Give every line of the listing back, exactly as written.

DATASET EXTRACT: Begin

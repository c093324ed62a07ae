//! Profitability spread across markets
//!
//! One lucky market says little. Consistent gains across many unrelated
//! markets is the stronger signal, so this analyzer scores breadth.

use serde::Serialize;
use std::collections::HashMap;

use crate::source::{Side, Trade};

#[derive(Debug, Clone, Default, PartialEq, Serialize)]
pub struct CrossMarketStats {
    pub unique_markets: usize,
    /// Markets with positive price-based PnL
    pub winning_markets: usize,
    pub win_rate: f64,
    pub score: u32,
}

/// Price-based PnL of a trade against an even-odds entry
fn edge_pnl(trade: &Trade) -> f64 {
    match trade.side {
        Side::Buy => trade.amount * (0.5 - trade.price),
        Side::Sell => trade.amount * (trade.price - 0.5),
    }
}

pub fn analyze(trades: &[Trade]) -> CrossMarketStats {
    let mut by_market: HashMap<String, f64> = HashMap::new();
    for trade in trades {
        *by_market.entry(trade.market_id.to_lowercase()).or_default() += edge_pnl(trade);
    }

    let unique_markets = by_market.len();
    let winning_markets = by_market.values().filter(|pnl| **pnl > 0.0).count();
    let win_rate = if unique_markets > 0 {
        winning_markets as f64 / unique_markets as f64
    } else {
        0.0
    };

    CrossMarketStats {
        unique_markets,
        winning_markets,
        win_rate,
        score: sub_score(winning_markets, win_rate),
    }
}

/// +2 for five winning markets above 70%, +3 for ten above 60%; additive
pub fn sub_score(winning_markets: usize, win_rate: f64) -> u32 {
    let mut score = 0;
    if winning_markets >= 5 && win_rate > 0.7 {
        score += 2;
    }
    if winning_markets >= 10 && win_rate > 0.6 {
        score += 3;
    }
    score
}
//! Recent `OrderFilled` events from the CTF exchange
//!
//! Raw on-chain view of matched orders, used to sanity-check the data API
//! and as a seed for chain-native trade ingestion.

use chrono::{DateTime, Utc};
use serde::Serialize;
use std::collections::{BTreeSet, HashMap};
use tracing::debug;

use crate::chain::rpc::{LogIndex, LogQuery};

/// Polymarket CTF exchange contract on Polygon
pub const CTF_EXCHANGE: &str = "0x4bFb41d5B3570DeFd03C39a9A4D8dE6Bd8B8982E";

/// `OrderFilled` event topic
pub const ORDER_FILLED_TOPIC: &str =
    "0xd0a08e8c493f9c94f29311604c9de1b4e8c8d4c06bd0c789af57f2d65bfec0f6";

/// Upper bound on block timestamp lookups per call
const MAX_TIMESTAMP_LOOKUPS: usize = 100;

/// A filled order seen on-chain
#[derive(Debug, Clone, Serialize)]
pub struct OrderFill {
    pub tx_hash: Option<String>,
    pub block_number: Option<u64>,
    pub timestamp: Option<DateTime<Utc>>,
    /// First indexed topic (order hash)
    pub order_hash: Option<String>,
}

/// Fetch fills from the last `block_range` blocks.
///
/// Timestamps are resolved for at most [`MAX_TIMESTAMP_LOOKUPS`] distinct
/// blocks; fills in other blocks keep `timestamp = None`.
pub async fn recent_order_fills(index: &dyn LogIndex, block_range: u64) -> Vec<OrderFill> {
    let Some(head) = index.latest_block().await else {
        return Vec::new();
    };

    let query = LogQuery {
        address: CTF_EXCHANGE.to_string(),
        topics: vec![Some(ORDER_FILLED_TOPIC.to_string())],
        from_block: head.saturating_sub(block_range),
        to_block: None,
    };
    let Some(logs) = index.logs(&query).await else {
        return Vec::new();
    };

    let blocks: BTreeSet<u64> = logs.iter().filter_map(|l| l.block()).collect();
    let mut timestamps = HashMap::new();
    for block in blocks.iter().rev().take(MAX_TIMESTAMP_LOOKUPS) {
        if let Some(ts) = index.block_time(*block).await {
            timestamps.insert(*block, ts);
        }
    }
    debug!(
        fills = logs.len(),
        blocks = blocks.len(),
        timed = timestamps.len(),
        "Fetched order fills"
    );

    logs.into_iter()
        .map(|log| {
            let block_number = log.block();
            OrderFill {
                timestamp: block_number.and_then(|b| timestamps.get(&b).copied()),
                block_number,
                order_hash: log.topics.get(1).cloned(),
                tx_hash: log.transaction_hash,
            }
        })
        .collect()
}

#[cfg(test)]
mod tests {
    use super::*;
    use crate::chain::rpc::Log;
    use async_trait::async_trait;

    struct FakeExchange;

    #[async_trait]
    impl LogIndex for FakeExchange {
        async fn latest_block(&self) -> Option<u64> {
            Some(5_000)
        }

        async fn logs(&self, query: &LogQuery) -> Option<Vec<Log>> {
            assert_eq!(query.from_block, 4_000);
            Some(vec![
                Log {
                    address: CTF_EXCHANGE.to_string(),
                    topics: vec![ORDER_FILLED_TOPIC.to_string(), "0xorder1".to_string()],
                    data: "0x".to_string(),
                    block_number: Some("0x1388".to_string()),
                    transaction_hash: Some("0xtx1".to_string()),
                },
                Log {
                    address: CTF_EXCHANGE.to_string(),
                    topics: vec![ORDER_FILLED_TOPIC.to_string()],
                    data: "0x".to_string(),
                    block_number: None,
                    transaction_hash: Some("0xtx2".to_string()),
                },
            ])
        }

        async fn block_time(&self, block: u64) -> Option<DateTime<Utc>> {
            DateTime::from_timestamp(1_700_000_000 + block as i64, 0)
        }
    }

    #[tokio::test]
    async fn test_recent_order_fills() {
        let fills = recent_order_fills(&FakeExchange, 1_000).await;
        assert_eq!(fills.len(), 2);

        assert_eq!(fills[0].block_number, Some(5_000));
        assert_eq!(fills[0].order_hash.as_deref(), Some("0xorder1"));
        assert_eq!(fills[0].timestamp, DateTime::from_timestamp(1_700_005_000, 0));

        assert!(fills[1].block_number.is_none());
        assert!(fills[1].timestamp.is_none());
    }
}
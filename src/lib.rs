//! Insider Radar Library
//!
//! Flags prediction-market wallets whose trading looks informed: improbable
//! win rates, trades placed minutes before resolution, outsized positions,
//! and groups of wallets funded from the same source.

pub mod analysis;
pub mod chain;
pub mod cli;
pub mod cluster;
pub mod config;
pub mod error;
pub mod pipeline;
pub mod source;

// Re-export commonly used types
pub use config::Config;
pub use error::{Error, Result};
pub use pipeline::{AnalysisReport, Analyzer};
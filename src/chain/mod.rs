//! On-chain data access
//!
//! - JSON-RPC over a rotating endpoint pool
//! - Funding-source discovery from token transfer logs
//! - TTL cache and rate-limited batching for funding lookups
//! - Recent exchange fills

pub mod batch;
pub mod cache;
pub mod fills;
pub mod funding;
pub mod rpc;

pub use batch::{BatchConfig, BatchFundingFetcher, FundingLookup};
pub use cache::{CacheConfig, FundingCache};
pub use funding::{FundingSource, FundingSourceProvider, OnChainFundingFetcher};
pub use rpc::{LogIndex, LogQuery, RpcPool};
//! Command-line interface

pub mod commands;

DATASET EXTRACT: End

TASK ANSWER:
repository c093324ed62a07ae
//! Profitability spread across markets
//!
//! One lucky market says little. Consistent gains across many unrelated
//! markets is the stronger signal, so this analyzer scores breadth.

use serde::Serialize;
use std::collections::HashMap;

use crate::source::{Side, Trade};

#[derive(Debug, Clone, Default, PartialEq, Serialize)]
pub struct CrossMarketStats {
    pub unique_markets: usize,
    /// Markets with positive price-based PnL
    pub winning_markets: usize,
    pub win_rate: f64,
    pub score: u32,
}

/// Price-based PnL of a trade against an even-odds entry
fn edge_pnl(trade: &Trade) -> f64 {
    match trade.side {
        Side::Buy => trade.amount * (0.5 - trade.price),
        Side::Sell => trade.amount * (trade.price - 0.5),
    }
}

pub fn analyze(trades: &[Trade]) -> CrossMarketStats {
    let mut by_market: HashMap<String, f64> = HashMap::new();
    for trade in trades {
        *by_market.entry(trade.market_id.to_lowercase()).or_default() += edge_pnl(trade);
    }

    let unique_markets = by_market.len();
    let winning_markets = by_market.values().filter(|pnl| **pnl > 0.0).count();
    let win_rate = if unique_markets > 0 {
        winning_markets as f64 / unique_markets as f64
    } else {
        0.0
    };

    CrossMarketStats {
        unique_markets,
        winning_markets,
        win_rate,
        score: sub_score(winning_markets, win_rate),
    }
}

/// +2 for five winning markets above 70%, +3 for ten above 60%; additive
pub fn sub_score(winning_markets: usize, win_rate: f64) -> u32 {
    let mut score = 0;
    if winning_markets >= 5 && win_rate > 0.7 {
        score += 2;
    }
    if winning_markets >= 10 && win_rate > 0.6 {
        score += 3;
    }
    score
}
//! Recent `OrderFilled` events from the CTF exchange
//!
//! Raw on-chain view of matched orders, used to sanity-check the data API
//! and as a seed for chain-native trade ingestion.

use chrono::{DateTime, Utc};
use serde::Serialize;
use std::collections::{BTreeSet, HashMap};
use tracing::debug;

use crate::chain::rpc::{LogIndex, LogQuery};

/// Polymarket CTF exchange contract on Polygon
pub const CTF_EXCHANGE: &str = "0x4bFb41d5B3570DeFd03C39a9A4D8dE6Bd8B8982E";

/// `OrderFilled` event topic
pub const ORDER_FILLED_TOPIC: &str =
    "0xd0a08e8c493f9c94f29311604c9de1b4e8c8d4c06bd0c789af57f2d65bfec0f6";

/// Upper bound on block timestamp lookups per call
const MAX_TIMESTAMP_LOOKUPS: usize = 100;

/// A filled order seen on-chain
#[derive(Debug, Clone, Serialize)]
pub struct OrderFill {
    pub tx_hash: Option<String>,
    pub block_number: Option<u64>,
    pub timestamp: Option<DateTime<Utc>>,
    /// First indexed topic (order hash)
    pub order_hash: Option<String>,
}

/// Fetch fills from the last `block_range` blocks.
///
/// Timestamps are resolved for at most [`MAX_TIMESTAMP_LOOKUPS`] distinct
/// blocks; fills in other blocks keep `timestamp = None`.
pub async fn recent_order_fills(index: &dyn LogIndex, block_range: u64) -> Vec<OrderFill> {
    let Some(head) = index.latest_block().await else {
        return Vec::new();
    };

    let query = LogQuery {
        address: CTF_EXCHANGE.to_string(),
        topics: vec![Some(ORDER_FILLED_TOPIC.to_string())],
        from_block: head.saturating_sub(block_range),
        to_block: None,
    };
    let Some(logs) = index.logs(&query).await else {
        return Vec::new();
    };

    let blocks: BTreeSet<u64> = logs.iter().filter_map(|l| l.block()).collect();
    let mut timestamps = HashMap::new();
    for block in blocks.iter().rev().take(MAX_TIMESTAMP_LOOKUPS) {
        if let Some(ts) = index.block_time(*block).await {
            timestamps.insert(*block, ts);
        }
    }
    debug!(
        fills = logs.len(),
        blocks = blocks.len(),
        timed = timestamps.len(),
        "Fetched order fills"
    );

    logs.into_iter()
        .map(|log| {
            let block_number = log.block();
            OrderFill {
                timestamp: block_number.and_then(|b| timestamps.get(&b).copied()),
                block_number,
                order_hash: log.topics.get(1).cloned(),
                tx_hash: log.transaction_hash,
            }
        })
        .collect()
}

#[cfg(test)]
mod tests {
    use super::*;
    use crate::chain::rpc::Log;
    use async_trait::async_trait;

    struct FakeExchange;

    #[async_trait]
    impl LogIndex for FakeExchange {
        async fn latest_block(&self) -> Option<u64> {
            Some(5_000)
        }

        async fn logs(&self, query: &LogQuery) -> Option<Vec<Log>> {
            assert_eq!(query.from_block, 4_000);
            Some(vec![
                Log {
                    address: CTF_EXCHANGE.to_string(),
                    topics: vec![ORDER_FILLED_TOPIC.to_string(), "0xorder1".to_string()],
                    data: "0x".to_string(),
                    block_number: Some("0x1388".to_string()),
                    transaction_hash: Some("0xtx1".to_string()),
                },
                Log {
                    address: CTF_EXCHANGE.to_string(),
                    topics: vec![ORDER_FILLED_TOPIC.to_string()],
                    data: "0x".to_string(),
                    block_number: None,
                    transaction_hash: Some("0xtx2".to_string()),
                },
            ])
        }

        async fn block_time(&self, block: u64) -> Option<DateTime<Utc>> {
            DateTime::from_timestamp(1_700_000_000 + block as i64, 0)
        }
    }

    #[tokio::test]
    async fn test_recent_order_fills() {
        let fills = recent_order_fills(&FakeExchange, 1_000).await;
        assert_eq!(fills.len(), 2);

        assert_eq!(fills[0].block_number, Some(5_000));
        assert_eq!(fills[0].order_hash.as_deref(), Some("0xorder1"));
        assert_eq!(fills[0].timestamp, DateTime::from_timestamp(1_700_005_000, 0));

        assert!(fills[1].block_number.is_none());
        assert!(fills[1].timestamp.is_none());
    }
}
filename src/lib.rs
//! Insider Radar Library
//!
//! Flags prediction-market wallets whose trading looks informed: improbable
//! win rates, trades placed minutes before resolution, outsized positions,
//! and groups of wallets funded from the same source.

pub mod analysis;
pub mod chain;
pub mod cli;
pub mod cluster;
pub mod config;
pub mod error;
pub mod pipeline;
pub mod source;

// Re-export commonly used types
pub use config::Config;
pub use error::{Error, Result};
pub use pipeline::{AnalysisReport, Analyzer};
filename src/chain/mod.rs
//! On-chain data access
//!
//! - JSON-RPC over a rotating endpoint pool
//! - Funding-source discovery from token transfer logs
//! - TTL cache and rate-limited batching for funding lookups
//! - Recent exchange fills

pub mod batch;
pub mod cache;
pub mod fills;
pub mod funding;
pub mod rpc;

pub use batch::{BatchConfig, BatchFundingFetcher, FundingLookup};
pub use cache::{CacheConfig, FundingCache};
pub use funding::{FundingSource, FundingSourceProvider, OnChainFundingFetcher};
pub use rpc::{LogIndex, LogQuery, RpcPool};
//! Command-line interface

pub mod commands;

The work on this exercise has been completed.